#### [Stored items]
=-=-=

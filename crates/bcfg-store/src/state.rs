//! Configurator state and its read-only accessors.
//!
//! Fields are crate-private; the only way to change a state is through
//! [`crate::reduce`] (or the store that wraps it).

use std::sync::Arc;

use bcfg_model::{BuildingConfig, TemplateType, ViewMode, VisualizationSettings};

use crate::history::History;

/// Panel shown when the configurator opens.
pub const DEFAULT_ACTIVE_PANEL: &str = "building";

#[derive(Debug, Clone)]
pub struct ConfiguratorState {
    pub(crate) building: Option<Arc<BuildingConfig>>,
    pub(crate) selected_template: Option<TemplateType>,
    pub(crate) active_panel: String,
    pub(crate) visualization: VisualizationSettings,
    pub(crate) view_mode: ViewMode,
    pub(crate) history: History<BuildingConfig>,
}

impl Default for ConfiguratorState {
    fn default() -> Self {
        Self {
            building: None,
            selected_template: None,
            active_panel: DEFAULT_ACTIVE_PANEL.to_string(),
            visualization: VisualizationSettings::default(),
            view_mode: ViewMode::default(),
            history: History::new(),
        }
    }
}

impl ConfiguratorState {
    pub fn new() -> Self {
        Self::default()
    }

    /// Start with the given visualization toggles instead of the defaults.
    #[must_use]
    pub fn with_visualization(mut self, visualization: VisualizationSettings) -> Self {
        self.visualization = visualization;
        self
    }

    #[must_use]
    pub fn with_view_mode(mut self, view_mode: ViewMode) -> Self {
        self.view_mode = view_mode;
        self
    }

    #[must_use]
    pub fn with_active_panel(mut self, panel: impl Into<String>) -> Self {
        self.active_panel = panel.into();
        self
    }

    pub fn is_initialized(&self) -> bool {
        self.building.is_some()
    }

    pub fn building_config(&self) -> Option<&BuildingConfig> {
        self.building.as_deref()
    }

    /// The shared snapshot behind [`Self::building_config`].
    pub fn building_snapshot(&self) -> Option<&Arc<BuildingConfig>> {
        self.building.as_ref()
    }

    pub fn selected_template(&self) -> Option<TemplateType> {
        self.selected_template
    }

    pub fn active_panel(&self) -> &str {
        &self.active_panel
    }

    pub fn visualization(&self) -> &VisualizationSettings {
        &self.visualization
    }

    pub fn view_mode(&self) -> ViewMode {
        self.view_mode
    }

    pub fn history(&self) -> &History<BuildingConfig> {
        &self.history
    }

    pub fn history_len(&self) -> usize {
        self.history.len()
    }

    /// Current history position, `None` while the history is empty.
    pub fn history_index(&self) -> Option<usize> {
        self.history.index()
    }

    pub fn can_undo(&self) -> bool {
        self.history.can_undo()
    }

    pub fn can_redo(&self) -> bool {
        self.history.can_redo()
    }
}

#[cfg(test)]
mod tests {
    use super::*;

    #[test]
    fn initial_state() {
        let state = ConfiguratorState::new();
        assert!(!state.is_initialized());
        assert_eq!(state.selected_template(), None);
        assert_eq!(state.active_panel(), "building");
        assert_eq!(state.view_mode(), ViewMode::Perspective);
        assert_eq!(state.history_len(), 0);
        assert_eq!(state.history_index(), None);
        assert!(!state.can_undo());
        assert!(!state.can_redo());
    }

    #[test]
    fn builders_override_preferences() {
        let mut visualization = VisualizationSettings::default();
        visualization.show_edges = false;
        let state = ConfiguratorState::new()
            .with_visualization(visualization)
            .with_view_mode(ViewMode::Top)
            .with_active_panel("quote");

        assert_eq!(state.visualization(), &visualization);
        assert_eq!(state.view_mode(), ViewMode::Top);
        assert_eq!(state.active_panel(), "quote");
    }
}
//! The store owning configurator state.
//!
//! Every mutation goes through [`ConfiguratorStore::dispatch`], which runs the
//! pure reducer and then notifies subscribers when the action applied.
//! Skipped actions do not notify.

use std::fmt;

use tracing::{debug, trace};

use bcfg_model::{
    Accessory, BuildingConfig, ColorsPatch, DimensionsPatch, Opening, RoofPatch, TemplateType,
    ViewMode, VisualizationPatch,
};

use crate::action::Action;
use crate::reducer::{Outcome, reduce};
use crate::state::ConfiguratorState;

type Listener = Box<dyn FnMut(&ConfiguratorState)>;

/// Handle returned by [`ConfiguratorStore::subscribe`].
#[derive(Debug, Clone, Copy, PartialEq, Eq, Hash)]
pub struct SubscriptionId(u64);

#[derive(Default)]
pub struct ConfiguratorStore {
    state: ConfiguratorState,
    listeners: Vec<(SubscriptionId, Listener)>,
    next_subscription: u64,
}

impl fmt::Debug for ConfiguratorStore {
    fn fmt(&self, f: &mut fmt::Formatter<'_>) -> fmt::Result {
        f.debug_struct("ConfiguratorStore")
            .field("state", &self.state)
            .field("listeners", &self.listeners.len())
            .finish()
    }
}

impl ConfiguratorStore {
    pub fn new() -> Self {
        Self::default()
    }

    pub fn with_state(state: ConfiguratorState) -> Self {
        Self {
            state,
            ..Self::default()
        }
    }

    pub fn state(&self) -> &ConfiguratorState {
        &self.state
    }

    /// Apply one action and notify subscribers if it changed anything.
    pub fn dispatch(&mut self, action: Action) -> Outcome {
        let name = action.name();
        let records_history = action.records_history();

        let (next, outcome) = reduce(std::mem::take(&mut self.state), action);
        self.state = next;

        match outcome {
            Outcome::Applied => {
                debug!(
                    action = name,
                    history_len = self.state.history_len(),
                    history_index = ?self.state.history_index(),
                    "action applied"
                );
                if records_history {
                    trace!(
                        action = name,
                        history_len = self.state.history_len(),
                        "history snapshot recorded"
                    );
                }
                self.notify();
            }
            Outcome::Skipped(reason) => {
                debug!(action = name, reason = reason.as_str(), "action skipped");
            }
        }
        outcome
    }

    /// Register a listener called after every applied action.
    pub fn subscribe(
        &mut self,
        listener: impl FnMut(&ConfiguratorState) + 'static,
    ) -> SubscriptionId {
        let id = SubscriptionId(self.next_subscription);
        self.next_subscription += 1;
        self.listeners.push((id, Box::new(listener)));
        id
    }

    /// Returns `false` if the subscription was already removed.
    pub fn unsubscribe(&mut self, id: SubscriptionId) -> bool {
        let before = self.listeners.len();
        self.listeners.retain(|(existing, _)| *existing != id);
        self.listeners.len() != before
    }

    fn notify(&mut self) {
        let state = &self.state;
        for (_, listener) in &mut self.listeners {
            listener(state);
        }
    }

    pub fn building_config(&self) -> Option<&BuildingConfig> {
        self.state.building_config()
    }

    pub fn can_undo(&self) -> bool {
        self.state.can_undo()
    }

    pub fn can_redo(&self) -> bool {
        self.state.can_redo()
    }

    // Named operations, one per action.

    pub fn initialize_building(&mut self, template: TemplateType) -> Outcome {
        self.dispatch(Action::InitializeBuilding { template })
    }

    pub fn set_selected_template(&mut self, template: TemplateType) -> Outcome {
        self.dispatch(Action::SetSelectedTemplate { template })
    }

    pub fn update_dimensions(&mut self, patch: DimensionsPatch) -> Outcome {
        self.dispatch(Action::UpdateDimensions(patch))
    }

    pub fn update_roof(&mut self, patch: RoofPatch) -> Outcome {
        self.dispatch(Action::UpdateRoof(patch))
    }

    pub fn update_colors(&mut self, patch: ColorsPatch) -> Outcome {
        self.dispatch(Action::UpdateColors(patch))
    }

    pub fn update_frame_type(&mut self, frame_type: impl Into<String>) -> Outcome {
        self.dispatch(Action::UpdateFrameType {
            frame_type: frame_type.into(),
        })
    }

    pub fn update_crane(&mut self, capacity: f64) -> Outcome {
        self.dispatch(Action::UpdateCrane { capacity })
    }

    pub fn add_opening(&mut self, opening: Opening) -> Outcome {
        self.dispatch(Action::AddOpening(opening))
    }

    pub fn remove_opening(&mut self, id: impl Into<String>) -> Outcome {
        self.dispatch(Action::RemoveOpening { id: id.into() })
    }

    pub fn add_accessory(&mut self, accessory: Accessory) -> Outcome {
        self.dispatch(Action::AddAccessory(accessory))
    }

    pub fn remove_accessory(&mut self, id: impl Into<String>) -> Outcome {
        self.dispatch(Action::RemoveAccessory { id: id.into() })
    }

    pub fn set_visualization(&mut self, patch: VisualizationPatch) -> Outcome {
        self.dispatch(Action::SetVisualization(patch))
    }

    pub fn set_active_panel(&mut self, panel: impl Into<String>) -> Outcome {
        self.dispatch(Action::SetActivePanel {
            panel: panel.into(),
        })
    }

    pub fn set_view_mode(&mut self, mode: ViewMode) -> Outcome {
        self.dispatch(Action::SetViewMode { mode })
    }

    pub fn undo(&mut self) -> Outcome {
        self.dispatch(Action::Undo)
    }

    pub fn redo(&mut self) -> Outcome {
        self.dispatch(Action::Redo)
    }

    pub fn reset_config(&mut self) -> Outcome {
        self.dispatch(Action::ResetConfig)
    }
}
//! Inquiry draft messages.

use bcfg_model::ReferralSource;

#[derive(Debug, Clone, PartialEq, Eq)]
pub enum QuoteMessage {
    SectorSelected(String),
    ApplicationSelected(String),
    RealizationYearSelected(u16),
    ReferralSelected(ReferralSource),
    NotesChanged(String),
    /// "Send Inquiry" clicked. The draft is kept as is; nothing is sent.
    SendClicked,
}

=-=-=

Transcribe the entries above word for word, from the first line through the line containing "use std::sync::Arc;", and nothing else.

filename crates/bcfg-store/src/state.rs
//! Configurator state and its read-only accessors.
//!
//! Fields are crate-private; the only way to change a state is through
//! [`crate::reduce`] (or the store that wraps it).

use std::sync::Arc;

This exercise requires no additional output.